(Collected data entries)
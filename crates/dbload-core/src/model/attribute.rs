//! Attribute definitions for entities.

use serde::Serialize;

/// A column of a reverse-engineered table.
#[derive(Debug, Clone, PartialEq, Eq, Serialize)]
pub struct Attribute {
    /// Column name.
    pub name: String,
    /// Vendor type name as canonicalized by the adapter.
    pub type_name: String,
    /// Numeric type code (see [`crate::types`]).
    pub type_code: i32,
    /// Effective maximum length, `-1` when unknown.
    pub max_length: i32,
    /// Decimal precision, `-1` when not applicable.
    pub precision: i32,
    /// Whether the column accepts nulls.
    pub nullable: bool,
    /// Whether the value is generated by the database (auto-increment).
    pub generated: bool,
    /// Name of the owning entity, set once attached.
    #[serde(skip_serializing_if = "Option::is_none")]
    pub entity: Option<String>,
}

impl Attribute {
    /// Create a nullable attribute with no length or precision.
    pub fn new(name: impl Into<String>, type_name: impl Into<String>, type_code: i32) -> Self {
        Self {
            name: name.into(),
            type_name: type_name.into(),
            type_code,
            max_length: -1,
            precision: -1,
            nullable: true,
            generated: false,
            entity: None,
        }
    }

    /// Set the maximum length.
    pub fn with_max_length(mut self, max_length: i32) -> Self {
        self.max_length = max_length;
        self
    }

    /// Set the decimal precision.
    pub fn with_precision(mut self, precision: i32) -> Self {
        self.precision = precision;
        self
    }

    /// Set nullability.
    pub fn with_nullable(mut self, nullable: bool) -> Self {
        self.nullable = nullable;
        self
    }
}

#[cfg(test)]
mod tests {
    use super::*;
    use crate::types;

    #[test]
    fn test_attribute_builder() {
        let attr = Attribute::new("SALARY", "DECIMAL", types::DECIMAL)
            .with_max_length(10)
            .with_precision(2)
            .with_nullable(false);

        assert_eq!(attr.max_length, 10);
        assert_eq!(attr.precision, 2);
        assert!(!attr.nullable);
        assert!(!attr.generated);
        assert!(attr.entity.is_none());
    }

    #[test]
    fn test_attribute_defaults() {
        let attr = Attribute::new("ID", "INTEGER", types::INTEGER);

        assert_eq!(attr.max_length, -1);
        assert_eq!(attr.precision, -1);
        assert!(attr.nullable);
        assert!(!attr.generated);
    }
}
//! Procedure column metadata into procedure call parameters.

use super::walker::{load_per_catalog_and_schema, PerCatalogAndSchemaLoader};
use super::TypeSizeOverrides;
use crate::adapter::DbAdapter;
use crate::error::Result;
use crate::filter::{CatalogFilter, FiltersConfig, SchemaFilter};
use crate::metadata::{fields, MetadataRow, MetadataSource, RowStream, WILDCARD};
use crate::model::{DbLoadDataStore, ParameterDirection, Procedure, ProcedureParameter};
use crate::types::procedure_column;
use tracing::{debug, info};

/// Name given to an unnamed return value parameter.
pub const RETURN_VALUE_NAME: &str = "_return_value";

/// Loads call parameters of procedures already in the store.
pub struct ProcedureColumnLoader<'a> {
    adapter: &'a dyn DbAdapter,
    filters: &'a FiltersConfig,
}

impl<'a> ProcedureColumnLoader<'a> {
    /// Create a loader.
    pub fn new(adapter: &'a dyn DbAdapter, filters: &'a FiltersConfig) -> Self {
        Self { adapter, filters }
    }

    /// Load procedure parameters for every configured scope into `store`.
    ///
    /// Parameters are appended. Loading twice into the same store
    /// duplicates them.
    pub fn load(&mut self, source: &dyn MetadataSource, store: &mut DbLoadDataStore) -> Result<()> {
        let filters = self.filters;
        load_per_catalog_and_schema(self, filters, source, store)
    }
}

/// Direction for a `COLUMN_TYPE` value.
pub fn direction_for(kind: i16) -> ParameterDirection {
    match kind {
        procedure_column::IN => ParameterDirection::In,
        procedure_column::IN_OUT => ParameterDirection::InOut,
        procedure_column::OUT => ParameterDirection::Out,
        _ => ParameterDirection::Unknown,
    }
}

impl PerCatalogAndSchemaLoader for ProcedureColumnLoader<'_> {
    fn name(&self) -> &'static str {
        "procedure columns"
    }

    fn should_load(&self, _catalog: &CatalogFilter, schema: &SchemaFilter) -> bool {
        !schema.procedures.is_empty()
    }

    fn open_rows<'s>(
        &self,
        catalog: Option<&str>,
        schema: Option<&str>,
        source: &'s dyn MetadataSource,
    ) -> Result<Box<dyn RowStream + 's>> {
        source.procedure_columns(catalog, schema, WILDCARD, WILDCARD)
    }

    fn process_row(
        &mut self,
        _catalog: &CatalogFilter,
        _schema: &SchemaFilter,
        store: &mut DbLoadDataStore,
        row: &MetadataRow,
        _sizes: &TypeSizeOverrides,
    ) -> Result<()> {
        let Some(name) = row.get_string(fields::PROCEDURE_NAME)? else {
            return Ok(());
        };
        let key = Procedure::fully_qualified_name(
            row.get_string(fields::PROCEDURE_CAT)?.as_deref(),
            row.get_string(fields::PROCEDURE_SCHEM)?.as_deref(),
            &name,
        );
        let Some(procedure) = store.procedure_mut(&key) else {
            return Ok(());
        };

        let column_name = row.get_string(fields::COLUMN_NAME)?;
        let kind = row
            .get_opt_i32(fields::COLUMN_TYPE)?
            .and_then(|k| i16::try_from(k).ok())
            .unwrap_or(procedure_column::UNKNOWN);

        // result set columns are not call parameters
        if kind == procedure_column::RESULT {
            debug!(procedure = %key, column = ?column_name, "skipping result set column");
            return Ok(());
        }

        let column_name = match column_name {
            Some(column_name) => column_name,
            None if kind == procedure_column::RETURN => {
                debug!(procedure = %key, "null column name, assuming return value");
                procedure.returning_value = true;
                RETURN_VALUE_NAME.to_string()
            }
            None => {
                info!(procedure = %key, kind, "invalid null column name, skipping column");
                return Ok(());
            }
        };

        let type_code = row.get_i32(fields::DATA_TYPE)?;
        let precision = if self.adapter.is_decimal(type_code) {
            row.get_opt_i32(fields::SCALE)?.unwrap_or(-1)
        } else {
            -1
        };

        procedure.add_call_parameter(ProcedureParameter {
            name: column_name,
            direction: direction_for(kind),
            type_code,
            max_length: row.get_opt_i32(fields::LENGTH)?.unwrap_or(-1),
            precision,
            procedure: key,
        });
        Ok(())
    }
}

> Task details
The lines to copy are those above that contain the string "ProcedureColumnLoader".

> Task result
pub struct ProcedureColumnLoader<'a> {
impl<'a> ProcedureColumnLoader<'a> {
impl PerCatalogAndSchemaLoader for ProcedureColumnLoader<'_> {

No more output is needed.